Prompt - Output a verbatim copy of the data, cut off after the line that contains "lock (so sequence".

● ● ● ●

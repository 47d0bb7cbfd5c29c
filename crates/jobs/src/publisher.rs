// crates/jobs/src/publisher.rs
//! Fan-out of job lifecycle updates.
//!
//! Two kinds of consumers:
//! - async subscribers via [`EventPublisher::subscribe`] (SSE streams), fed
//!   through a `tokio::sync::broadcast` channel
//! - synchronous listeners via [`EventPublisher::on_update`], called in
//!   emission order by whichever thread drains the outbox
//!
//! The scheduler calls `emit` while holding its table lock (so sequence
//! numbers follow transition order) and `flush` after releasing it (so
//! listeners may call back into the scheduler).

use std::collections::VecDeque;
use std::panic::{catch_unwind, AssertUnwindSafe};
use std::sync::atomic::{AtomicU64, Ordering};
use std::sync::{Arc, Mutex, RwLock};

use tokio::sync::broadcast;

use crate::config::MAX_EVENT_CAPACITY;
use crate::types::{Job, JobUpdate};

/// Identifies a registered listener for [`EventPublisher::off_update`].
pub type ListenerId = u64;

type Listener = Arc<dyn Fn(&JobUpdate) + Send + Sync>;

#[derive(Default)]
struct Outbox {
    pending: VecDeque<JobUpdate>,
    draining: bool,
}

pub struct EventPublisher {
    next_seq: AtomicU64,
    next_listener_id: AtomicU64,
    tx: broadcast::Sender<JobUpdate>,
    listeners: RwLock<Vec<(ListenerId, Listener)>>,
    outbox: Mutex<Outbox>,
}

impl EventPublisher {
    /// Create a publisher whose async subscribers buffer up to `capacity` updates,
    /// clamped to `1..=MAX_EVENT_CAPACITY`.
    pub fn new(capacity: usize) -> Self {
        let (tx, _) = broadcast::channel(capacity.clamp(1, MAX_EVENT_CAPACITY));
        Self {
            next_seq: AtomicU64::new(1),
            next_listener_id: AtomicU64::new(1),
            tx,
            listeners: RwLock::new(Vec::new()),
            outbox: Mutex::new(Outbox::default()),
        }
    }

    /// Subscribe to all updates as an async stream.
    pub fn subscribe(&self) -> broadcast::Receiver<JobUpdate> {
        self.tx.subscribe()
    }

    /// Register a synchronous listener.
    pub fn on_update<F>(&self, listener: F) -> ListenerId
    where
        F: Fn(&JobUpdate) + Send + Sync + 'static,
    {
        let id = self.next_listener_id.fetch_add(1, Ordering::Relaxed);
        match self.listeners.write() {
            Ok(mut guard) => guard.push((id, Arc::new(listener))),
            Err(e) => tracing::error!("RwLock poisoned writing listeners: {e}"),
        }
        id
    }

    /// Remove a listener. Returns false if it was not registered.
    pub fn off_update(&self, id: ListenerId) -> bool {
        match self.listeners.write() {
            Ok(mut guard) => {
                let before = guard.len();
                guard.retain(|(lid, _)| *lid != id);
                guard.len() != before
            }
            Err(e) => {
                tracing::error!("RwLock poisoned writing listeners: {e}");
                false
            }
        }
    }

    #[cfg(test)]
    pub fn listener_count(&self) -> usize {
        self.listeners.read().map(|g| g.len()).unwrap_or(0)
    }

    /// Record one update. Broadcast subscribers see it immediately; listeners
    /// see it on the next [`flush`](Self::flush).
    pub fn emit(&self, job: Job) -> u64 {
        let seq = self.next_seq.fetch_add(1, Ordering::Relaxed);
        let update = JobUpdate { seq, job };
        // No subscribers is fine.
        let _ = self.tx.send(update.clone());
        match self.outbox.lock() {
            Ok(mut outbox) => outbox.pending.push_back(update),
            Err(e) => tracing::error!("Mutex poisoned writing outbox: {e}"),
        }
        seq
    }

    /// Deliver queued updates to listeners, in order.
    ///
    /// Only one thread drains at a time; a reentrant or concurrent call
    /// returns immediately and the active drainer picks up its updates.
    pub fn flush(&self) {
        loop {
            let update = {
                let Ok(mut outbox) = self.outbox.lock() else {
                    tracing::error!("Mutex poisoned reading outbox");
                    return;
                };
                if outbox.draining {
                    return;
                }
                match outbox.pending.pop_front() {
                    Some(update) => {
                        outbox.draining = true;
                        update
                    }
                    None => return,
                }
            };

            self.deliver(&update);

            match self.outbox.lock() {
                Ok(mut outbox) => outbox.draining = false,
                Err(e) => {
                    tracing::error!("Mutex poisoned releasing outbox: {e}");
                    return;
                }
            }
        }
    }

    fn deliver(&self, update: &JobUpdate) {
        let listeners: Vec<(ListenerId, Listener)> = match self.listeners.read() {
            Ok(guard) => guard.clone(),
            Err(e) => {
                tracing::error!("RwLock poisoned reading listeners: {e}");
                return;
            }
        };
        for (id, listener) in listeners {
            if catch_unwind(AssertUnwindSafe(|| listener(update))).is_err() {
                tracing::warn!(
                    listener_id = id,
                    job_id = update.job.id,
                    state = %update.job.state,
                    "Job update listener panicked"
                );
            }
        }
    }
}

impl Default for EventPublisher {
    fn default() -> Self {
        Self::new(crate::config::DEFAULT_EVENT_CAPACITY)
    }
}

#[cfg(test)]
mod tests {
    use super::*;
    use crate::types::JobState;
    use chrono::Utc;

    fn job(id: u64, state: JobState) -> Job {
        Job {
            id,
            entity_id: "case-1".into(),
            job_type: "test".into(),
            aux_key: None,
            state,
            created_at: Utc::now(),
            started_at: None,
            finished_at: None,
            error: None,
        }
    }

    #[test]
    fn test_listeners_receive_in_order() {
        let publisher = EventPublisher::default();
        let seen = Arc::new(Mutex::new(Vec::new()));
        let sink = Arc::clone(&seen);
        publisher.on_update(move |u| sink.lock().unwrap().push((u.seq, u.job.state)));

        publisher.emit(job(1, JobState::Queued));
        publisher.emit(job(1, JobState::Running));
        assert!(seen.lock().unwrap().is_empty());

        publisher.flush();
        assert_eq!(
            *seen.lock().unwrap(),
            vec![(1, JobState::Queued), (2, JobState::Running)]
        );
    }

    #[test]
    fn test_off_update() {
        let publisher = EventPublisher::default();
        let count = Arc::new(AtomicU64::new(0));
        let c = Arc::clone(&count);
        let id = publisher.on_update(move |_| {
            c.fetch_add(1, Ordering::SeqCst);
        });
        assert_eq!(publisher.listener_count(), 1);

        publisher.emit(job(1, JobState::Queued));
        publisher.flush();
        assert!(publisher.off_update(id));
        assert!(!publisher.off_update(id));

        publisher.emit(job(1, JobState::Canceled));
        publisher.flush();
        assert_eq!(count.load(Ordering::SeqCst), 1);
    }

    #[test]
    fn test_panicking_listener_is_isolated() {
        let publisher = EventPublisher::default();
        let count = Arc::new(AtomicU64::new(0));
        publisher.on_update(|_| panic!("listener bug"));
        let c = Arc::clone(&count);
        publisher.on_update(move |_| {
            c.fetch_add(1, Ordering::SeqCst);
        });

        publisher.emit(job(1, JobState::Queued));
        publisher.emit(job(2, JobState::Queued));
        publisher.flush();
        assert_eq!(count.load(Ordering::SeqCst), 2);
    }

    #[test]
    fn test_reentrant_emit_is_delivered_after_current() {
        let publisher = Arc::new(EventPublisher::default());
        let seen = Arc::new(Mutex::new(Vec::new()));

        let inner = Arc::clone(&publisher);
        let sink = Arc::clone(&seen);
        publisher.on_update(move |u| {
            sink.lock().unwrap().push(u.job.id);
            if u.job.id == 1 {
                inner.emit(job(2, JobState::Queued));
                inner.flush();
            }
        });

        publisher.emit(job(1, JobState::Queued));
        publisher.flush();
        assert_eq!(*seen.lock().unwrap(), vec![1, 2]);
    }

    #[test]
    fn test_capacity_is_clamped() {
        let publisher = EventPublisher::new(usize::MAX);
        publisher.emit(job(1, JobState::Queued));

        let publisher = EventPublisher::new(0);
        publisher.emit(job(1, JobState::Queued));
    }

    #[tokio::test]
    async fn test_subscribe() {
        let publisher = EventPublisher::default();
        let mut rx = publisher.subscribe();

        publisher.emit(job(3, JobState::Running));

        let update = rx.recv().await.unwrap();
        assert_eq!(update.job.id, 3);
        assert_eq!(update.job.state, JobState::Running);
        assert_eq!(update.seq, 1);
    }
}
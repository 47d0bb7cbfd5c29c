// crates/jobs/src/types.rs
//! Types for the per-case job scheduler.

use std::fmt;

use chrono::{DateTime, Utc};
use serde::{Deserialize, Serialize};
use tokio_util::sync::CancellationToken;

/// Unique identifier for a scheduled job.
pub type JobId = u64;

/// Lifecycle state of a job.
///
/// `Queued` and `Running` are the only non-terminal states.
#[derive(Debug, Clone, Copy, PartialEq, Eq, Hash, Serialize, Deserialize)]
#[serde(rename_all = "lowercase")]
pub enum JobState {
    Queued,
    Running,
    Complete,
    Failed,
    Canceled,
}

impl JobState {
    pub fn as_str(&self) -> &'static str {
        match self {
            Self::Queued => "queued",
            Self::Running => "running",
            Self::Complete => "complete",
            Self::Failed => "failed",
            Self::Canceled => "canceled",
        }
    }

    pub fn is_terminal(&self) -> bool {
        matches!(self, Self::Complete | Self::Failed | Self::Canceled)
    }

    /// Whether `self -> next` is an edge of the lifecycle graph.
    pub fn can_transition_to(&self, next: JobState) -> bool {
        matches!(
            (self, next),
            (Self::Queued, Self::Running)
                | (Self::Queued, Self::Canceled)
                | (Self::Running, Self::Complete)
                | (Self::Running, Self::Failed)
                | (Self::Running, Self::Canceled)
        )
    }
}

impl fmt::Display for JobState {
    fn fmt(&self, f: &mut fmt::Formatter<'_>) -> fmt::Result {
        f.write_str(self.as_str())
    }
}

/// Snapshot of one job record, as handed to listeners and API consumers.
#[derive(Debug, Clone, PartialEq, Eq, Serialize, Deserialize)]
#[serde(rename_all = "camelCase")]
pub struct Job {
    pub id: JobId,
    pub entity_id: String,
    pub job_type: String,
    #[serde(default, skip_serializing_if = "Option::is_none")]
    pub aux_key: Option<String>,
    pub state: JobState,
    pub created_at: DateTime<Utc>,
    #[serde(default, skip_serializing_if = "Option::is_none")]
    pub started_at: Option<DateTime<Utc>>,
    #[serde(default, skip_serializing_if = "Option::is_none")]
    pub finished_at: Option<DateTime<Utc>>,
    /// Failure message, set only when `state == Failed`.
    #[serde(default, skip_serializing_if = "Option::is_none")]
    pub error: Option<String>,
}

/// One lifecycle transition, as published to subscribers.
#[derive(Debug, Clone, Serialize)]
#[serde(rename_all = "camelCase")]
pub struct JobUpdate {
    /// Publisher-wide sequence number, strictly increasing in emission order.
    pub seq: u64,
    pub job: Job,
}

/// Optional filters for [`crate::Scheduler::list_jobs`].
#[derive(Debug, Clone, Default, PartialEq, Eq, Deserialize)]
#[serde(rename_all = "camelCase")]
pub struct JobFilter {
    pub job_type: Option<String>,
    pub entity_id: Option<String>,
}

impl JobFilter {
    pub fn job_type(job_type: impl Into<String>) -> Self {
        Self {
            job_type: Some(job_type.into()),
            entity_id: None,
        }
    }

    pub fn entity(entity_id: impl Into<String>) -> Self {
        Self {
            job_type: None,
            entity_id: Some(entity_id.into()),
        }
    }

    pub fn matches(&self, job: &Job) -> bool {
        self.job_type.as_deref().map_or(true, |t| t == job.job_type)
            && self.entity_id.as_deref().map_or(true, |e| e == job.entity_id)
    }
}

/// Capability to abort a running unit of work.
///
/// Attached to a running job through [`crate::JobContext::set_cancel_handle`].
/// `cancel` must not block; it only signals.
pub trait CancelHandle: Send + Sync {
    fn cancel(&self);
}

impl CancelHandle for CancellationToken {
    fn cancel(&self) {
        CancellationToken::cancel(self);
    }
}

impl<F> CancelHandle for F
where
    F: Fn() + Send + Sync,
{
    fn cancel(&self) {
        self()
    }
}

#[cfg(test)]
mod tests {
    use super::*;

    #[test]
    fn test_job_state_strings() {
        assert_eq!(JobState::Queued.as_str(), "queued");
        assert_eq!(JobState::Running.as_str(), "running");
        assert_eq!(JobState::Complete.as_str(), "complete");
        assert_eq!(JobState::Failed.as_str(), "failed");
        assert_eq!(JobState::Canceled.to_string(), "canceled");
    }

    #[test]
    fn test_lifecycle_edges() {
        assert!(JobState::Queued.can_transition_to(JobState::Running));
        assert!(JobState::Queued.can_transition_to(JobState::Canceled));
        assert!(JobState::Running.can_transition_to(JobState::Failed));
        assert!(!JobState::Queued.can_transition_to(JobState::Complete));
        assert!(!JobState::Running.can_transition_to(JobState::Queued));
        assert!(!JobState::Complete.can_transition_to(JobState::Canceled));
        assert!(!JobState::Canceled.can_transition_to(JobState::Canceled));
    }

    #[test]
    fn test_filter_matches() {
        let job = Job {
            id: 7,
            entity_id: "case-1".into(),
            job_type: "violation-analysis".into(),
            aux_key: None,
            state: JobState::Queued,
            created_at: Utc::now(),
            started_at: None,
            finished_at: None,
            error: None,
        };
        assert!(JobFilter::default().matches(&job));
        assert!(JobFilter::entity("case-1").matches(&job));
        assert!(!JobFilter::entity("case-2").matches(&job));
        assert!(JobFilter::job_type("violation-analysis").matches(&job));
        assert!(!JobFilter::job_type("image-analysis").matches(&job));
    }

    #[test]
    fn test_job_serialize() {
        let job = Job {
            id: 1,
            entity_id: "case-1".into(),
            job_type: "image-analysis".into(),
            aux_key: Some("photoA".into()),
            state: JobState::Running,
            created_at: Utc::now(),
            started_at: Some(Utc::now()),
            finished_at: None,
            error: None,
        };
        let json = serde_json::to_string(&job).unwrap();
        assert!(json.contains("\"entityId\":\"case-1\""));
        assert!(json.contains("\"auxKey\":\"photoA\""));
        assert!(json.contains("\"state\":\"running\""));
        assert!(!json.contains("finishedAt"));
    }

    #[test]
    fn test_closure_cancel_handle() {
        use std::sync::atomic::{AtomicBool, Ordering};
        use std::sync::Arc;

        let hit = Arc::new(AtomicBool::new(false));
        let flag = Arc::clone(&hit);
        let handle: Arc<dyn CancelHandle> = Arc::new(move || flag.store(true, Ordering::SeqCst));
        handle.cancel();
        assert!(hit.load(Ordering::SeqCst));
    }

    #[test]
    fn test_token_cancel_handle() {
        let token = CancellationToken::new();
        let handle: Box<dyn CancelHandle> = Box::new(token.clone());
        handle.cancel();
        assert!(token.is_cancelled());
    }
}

● ● ● ●

Task response -
repository 47d0bb7cbfd5c29c
filename crates/jobs/src/publisher.rs
// crates/jobs/src/publisher.rs
//! Fan-out of job lifecycle updates.
//!
//! Two kinds of consumers:
//! - async subscribers via [`EventPublisher::subscribe`] (SSE streams), fed
//!   through a `tokio::sync::broadcast` channel
//! - synchronous listeners via [`EventPublisher::on_update`], called in
//!   emission order by whichever thread drains the outbox
//!
//! The scheduler calls `emit` while holding its table lock (so sequence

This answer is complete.